InfoMoney: Como o senhor enxerga a consolidação do setor?
Mendes: O mercado de aeroporto está consolidado no País. Já o de varejo [fora dos aeroportos] caminha para uma consolidação. Hoje o mercado de varejo representa um terço das receitas da Localiza.

“Devemos ter juros reais de 5% a.a. em 2010. Entre 2004 e 2008, os juros reais eram de 9,1% a.a. e ainda assim crescemos 30% a.a.”

InfoMoney: O recente movimento de queda da Selic fortaleceu o negócio?
Mendes: Sim. Os juros caíram bastante nos últimos tempos. Devemos ter juros reais próximos de 5% ao ano em 2010, pois o mercado projeta um aumento na taxa para 10,25% no ano que vem. Tabalhamos com esses números. Mesmo que a Selic suba um pouco, o cenário macroeconômico continuará favorável à Localiza. Para se ter uma ideia do quanto esse movimento de queda da Selic ajudou nosso business, é só lembrar que, entre 2004 e 2008, os juros reais eram de em média 9,1% a.a. e o PIB crescia 4,7%. Já entre 1997 e 2003, o PIB crescia pouco e os juros reais eram elevadíssimos, de 14%. Em 2010 e 2011, o PIB deve crescer entre 4,8% e 5% a.a. e os juros reais, 5%. Mesmo entre 2004 e 2008, quando o cenário não era assim tão positivo, a empresa cresceu 30% a.a. Hoje, a situação é até melhor, com a Copa do Mundo e as Olimpíadas chegando.

InfoMoney: Há alguma aquisição nos planos da Localiza?
Mendes: Não. A aquisição teria de agregar valor à empresa e, até agora, não vimos nenhum caso em que poderíamos sair ganhando. Nem em termos de penetração de mercado, já que somos fortes nesse quesito. Com relação à frota, também não precisamos de aquisições. Temos um grande share de mercado com forte geração de caixa. Em 2004, detínhamos 22% do mercado. Em 2008, esse percentual aumentou para 38%. São quatro pontos percentuais por ano.

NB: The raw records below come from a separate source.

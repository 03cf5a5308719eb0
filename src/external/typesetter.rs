//! Typesetting of the final resume text into a PDF artifact

use crate::config::TypesettingConfig;
use crate::error::{Result, ResumeTailorError};
use log::{debug, info, warn};
use shell_words::split as shell_split;
use std::path::{Path, PathBuf};
use std::process::Command;

/// Environment variable overriding the configured typesetting command.
pub const TYPESETTER_ENV: &str = "RESUME_TAILOR_TYPESETTER";

pub trait Typesetter {
    /// Typeset `text`, written earlier to `source`, into an artifact placed
    /// next to it. Returns the artifact path.
    fn render(&self, text: &str, source: &Path) -> Result<PathBuf>;
}

/// Runs an external converter as `<command> <input> -o <output.pdf> --pdf-engine=<engine>`.
#[derive(Debug, Clone)]
pub struct CommandTypesetter {
    command: Vec<String>,
    pdf_engine: String,
    header_block: String,
    extra_args: Vec<String>,
}

impl CommandTypesetter {
    pub fn new(command: Vec<String>, pdf_engine: impl Into<String>) -> Self {
        Self {
            command,
            pdf_engine: pdf_engine.into(),
            header_block: String::new(),
            extra_args: Vec::new(),
        }
    }

    /// Build from configuration, letting [`TYPESETTER_ENV`] override the command.
    pub fn from_config(config: &TypesettingConfig) -> Result<Self> {
        let env_value = std::env::var(TYPESETTER_ENV).ok();
        let command = resolve_command(env_value.as_deref(), &config.command)?;
        Ok(Self::new(command, config.pdf_engine.clone())
            .with_header_block(config.header_block.clone())
            .with_extra_args(config.extra_args.clone()))
    }

    pub fn with_header_block(mut self, header_block: impl Into<String>) -> Self {
        self.header_block = header_block.into();
        self
    }

    pub fn with_extra_args(mut self, args: Vec<String>) -> Self {
        self.extra_args = args;
        self
    }

    pub fn program(&self) -> &str {
        self.command.first().map(String::as_str).unwrap_or_default()
    }

    /// The text handed to the converter: front matter replaced by the header block.
    pub fn prepare(&self, text: &str) -> String {
        let body = strip_front_matter(text);
        let header = self.header_block.trim();
        if header.is_empty() {
            body.to_string()
        } else {
            format!("{}\n\n{}", header, body)
        }
    }

    fn run(&self, input: &Path, output: &Path) -> Result<()> {
        let (program, args) = self
            .command
            .split_first()
            .ok_or_else(|| ResumeTailorError::external_tool("typesetter", "no command configured"))?;

        let mut command = Command::new(program);
        command
            .args(args)
            .arg(input)
            .arg("-o")
            .arg(output)
            .arg(format!("--pdf-engine={}", self.pdf_engine))
            .args(&self.extra_args);
        debug!("Running {:?}", command);

        let result = command
            .output()
            .map_err(|e| ResumeTailorError::external_tool(program.as_str(), e.to_string()))?;
        if !result.status.success() {
            let stderr = String::from_utf8_lossy(&result.stderr);
            return Err(ResumeTailorError::external_tool(
                program.as_str(),
                format!("{} ({})", stderr.trim(), result.status),
            ));
        }
        Ok(())
    }
}

impl Typesetter for CommandTypesetter {
    fn render(&self, text: &str, source: &Path) -> Result<PathBuf> {
        let stem = source
            .file_stem()
            .and_then(|s| s.to_str())
            .ok_or_else(|| ResumeTailorError::InvalidInput(format!("no file name in {}", source.display())))?;
        let dir = source.parent().unwrap_or_else(|| Path::new("."));
        let staging = dir.join(format!("{}_typeset.md", stem));
        let output = dir.join(format!("{}.pdf", stem));

        std::fs::write(&staging, self.prepare(text)).map_err(|source| ResumeTailorError::OutputWrite {
            path: staging.clone(),
            source,
        })?;

        let result = self.run(&staging, &output);
        if let Err(e) = std::fs::remove_file(&staging) {
            warn!("Could not remove {}: {}", staging.display(), e);
        }
        result?;

        info!("PDF generated by {}: {}", self.program(), output.display());
        Ok(output)
    }
}

/// Command words from the override value when it is usable, else from the
/// configured command line.
pub fn resolve_command(override_value: Option<&str>, configured: &str) -> Result<Vec<String>> {
    if let Some(value) = override_value.filter(|v| !v.trim().is_empty()) {
        match shell_split(value) {
            Ok(parts) if !parts.is_empty() => return Ok(parts),
            Ok(_) => {}
            Err(e) => warn!("Ignoring {}='{}': {}", TYPESETTER_ENV, value, e),
        }
    }

    let parts = shell_split(configured)
        .map_err(|e| ResumeTailorError::Configuration(format!("typesetting.command: {}", e)))?;
    if parts.is_empty() {
        return Err(ResumeTailorError::Configuration(
            "typesetting.command is empty".to_string(),
        ));
    }
    Ok(parts)
}

/// Text without a leading `---` delimited YAML block.
pub fn strip_front_matter(text: &str) -> &str {
    let trimmed = text.trim_start();
    let Some(rest) = trimmed.strip_prefix("---") else {
        return text;
    };
    if !rest.starts_with('\n') && !rest.starts_with("\r\n") {
        return text;
    }

    let mut offset = 0;
    for line in rest.split_inclusive('\n') {
        offset += line.len();
        if line.trim_end() == "---" {
            return rest[offset..].trim_start_matches(['\r', '\n']);
        }
    }
    text
}

#[cfg(test)]
mod tests {
    use super::*;

    #[test]
    fn test_strip_front_matter() {
        let text = "---\ngeometry: margin=1in\n---\n\nJane Doe\n## Skills\n";
        assert_eq!(strip_front_matter(text), "Jane Doe\n## Skills\n");
        assert_eq!(strip_front_matter("Jane Doe\n---\n"), "Jane Doe\n---\n");
        assert_eq!(strip_front_matter("---\nunterminated"), "---\nunterminated");
        assert_eq!(strip_front_matter("----\nx\n---\n"), "----\nx\n---\n");
    }

    #[test]
    fn test_prepare_replaces_front_matter() {
        let typesetter = CommandTypesetter::new(vec!["pandoc".into()], "pdflatex")
            .with_header_block("---\ngeometry: margin=0.5in\n---\n");
        let prepared = typesetter.prepare("---\nold: true\n---\nJane Doe\n");
        assert_eq!(prepared, "---\ngeometry: margin=0.5in\n---\n\nJane Doe\n");
    }

    #[test]
    fn test_resolve_command() {
        assert_eq!(resolve_command(None, "pandoc").unwrap(), vec!["pandoc"]);
        assert_eq!(
            resolve_command(Some("docker run --rm 'pandoc/latex'"), "pandoc").unwrap(),
            vec!["docker", "run", "--rm", "pandoc/latex"]
        );
        assert_eq!(resolve_command(Some("   "), "pandoc").unwrap(), vec!["pandoc"]);
        assert_eq!(resolve_command(Some("'unbalanced"), "pandoc").unwrap(), vec!["pandoc"]);
        assert!(resolve_command(None, "  ").is_err());
    }

    #[cfg(unix)]
    #[test]
    fn test_render_runs_command_and_cleans_staging() {
        let dir = tempfile::tempdir().unwrap();
        let source = dir.path().join("jane_doe_resume.md");
        std::fs::write(&source, "Jane Doe\n").unwrap();

        // $1 = input, $2 = -o, $3 = output
        let command = vec!["sh".into(), "-c".into(), r#"cp "$1" "$3""#.into(), "typeset".into()];
        let typesetter = CommandTypesetter::new(command, "pdflatex").with_header_block("% header");

        let artifact = typesetter.render("Jane Doe\n", &source).unwrap();
        assert_eq!(artifact, dir.path().join("jane_doe_resume.pdf"));
        assert_eq!(std::fs::read_to_string(&artifact).unwrap(), "% header\n\nJane Doe\n");
        assert!(!dir.path().join("jane_doe_resume_typeset.md").exists());
    }

    #[cfg(unix)]
    #[test]
    fn test_extra_args_follow_engine() {
        let dir = tempfile::tempdir().unwrap();
        let source = dir.path().join("cv.md");

        // $4 = --pdf-engine=..., $5 = first extra argument
        let command = vec!["sh".into(), "-c".into(), r#"printf '%s %s' "$4" "$5" > "$3""#.into(), "typeset".into()];
        let typesetter = CommandTypesetter::new(command, "xelatex").with_extra_args(vec!["--toc".into()]);
        assert_eq!(typesetter.program(), "sh");

        let artifact = typesetter.render("Jane Doe\n", &source).unwrap();
        assert_eq!(std::fs::read_to_string(&artifact).unwrap(), "--pdf-engine=xelatex --toc");
    }

    #[cfg(unix)]
    #[test]
    fn test_failing_command_is_external_tool_error() {
        let dir = tempfile::tempdir().unwrap();
        let source = dir.path().join("cv.md");

        let typesetter = CommandTypesetter::new(vec!["false".into()], "pdflatex");
        let err = typesetter.render("text", &source).unwrap_err();
        assert!(matches!(err, ResumeTailorError::ExternalTool { .. }));
        assert!(err.is_soft());
        assert!(!dir.path().join("cv_typeset.md").exists());
    }

    #[test]
    fn test_missing_program_is_external_tool_error() {
        let dir = tempfile::tempdir().unwrap();
        let typesetter = CommandTypesetter::new(vec!["resume-tailor-no-such-program".into()], "pdflatex");
        let err = typesetter.render("text", &dir.path().join("cv.md")).unwrap_err();
        assert!(err.to_string().contains("resume-tailor-no-such-program"));
    }
}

*Nota: No terceiro trimestre, a Localiza teve um lucro líquido de R$ 20,6 milhões, o que representa uma queda de 58,9% frente ao mesmo período do ano anterior. Já nos nove primeiros meses do ano, o lucro acumulado ficou em R$ 78 milhões, 50,4% menor do que o registrado em igual período de 2008. Já a receita líquida, também no acumulado do ano, caiu 8,9%, para R$ 1,3 bilhão. No terceiro trimestre, por sua vez, ficou em R$ 442,5 milhões (-16,6%). Quanto à dívida, foram captados R$ 400 milhões em debêntures com prazo de pagamento de seis anos. A empresa ainda pagou antecipadamente R$ 300 milhões da dívida que venceria em 2011.